(Stored data entries)
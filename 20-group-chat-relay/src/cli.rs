use std::net::SocketAddr;

use clap::{Args, Parser, Subcommand};

#[derive(Parser, Debug)]
#[command(author, version, about, long_about = None)]
pub struct Cli {
    #[command(subcommand)]
    pub command: Command,
}

#[derive(Subcommand, Debug)]
pub enum Command {
    /// Run the relay, forwarding every frame to all other connected clients.
    Server(ServerArgs),
    /// Connect to a relay and chat in one topic.
    Client(ClientArgs),
}

#[derive(Args, Debug, Clone)]
pub struct ServerArgs {
    /// Socket address the relay should bind to. Use port 0 for an ephemeral port.
    #[arg(long, default_value = "0.0.0.0:5000")]
    pub listen: SocketAddr,

    /// Milliseconds a client may take to accept a frame before it is disconnected.
    #[arg(long, default_value_t = 5000)]
    pub write_timeout_ms: u64,
}

#[derive(Args, Debug, Clone)]
pub struct ClientArgs {
    /// Topic to follow, e.g. the id of the incident the chat belongs to.
    #[arg(long)]
    pub topic: String,

    /// Identity shown to other participants.
    #[arg(long)]
    pub sender: String,

    /// Address of the relay to connect to.
    #[arg(long, default_value = "127.0.0.1:5000")]
    pub server: SocketAddr,

    /// Print incoming messages as JSON lines instead of `<sender> body`.
    #[arg(long)]
    pub json: bool,
}
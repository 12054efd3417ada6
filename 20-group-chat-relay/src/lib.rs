//! TCP group chat relay.
//!
//! A relay server accepts any number of clients and forwards every frame it
//! receives to all other connected clients. Frames are opaque text; clients
//! tag them as `[topic] [sender] body` and keep only their own topic.
//!
//! - [`frame`] is the 2-byte length-prefixed UTF-8 wire format used in both directions.
//! - [`session`] wraps one accepted connection with a write lock and an idempotent close.
//! - [`registry`] is the set of live sessions.
//! - [`router`] serializes broadcasts under one lock so every client sees the same order.
//! - [`server`] runs the accept loop and one reader task per connection.
//! - [`client`] and [`topic`] are the client side: connection, read loop and topic filter.
//! - [`cli`], [`config`] and [`terminal`] back the `group_chat_relay` binary.
//!
//! Integration tests drive the relay over real sockets on `127.0.0.1:0`.

pub mod cli;
pub mod client;
pub mod config;
pub mod error;
pub mod frame;
pub mod registry;
pub mod router;
pub mod server;
pub mod session;
pub mod terminal;
pub mod topic;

* **Action item**
Using the data above, report how many lines include the string "filename" and add nothing to the number.

* **Exercise answer**
2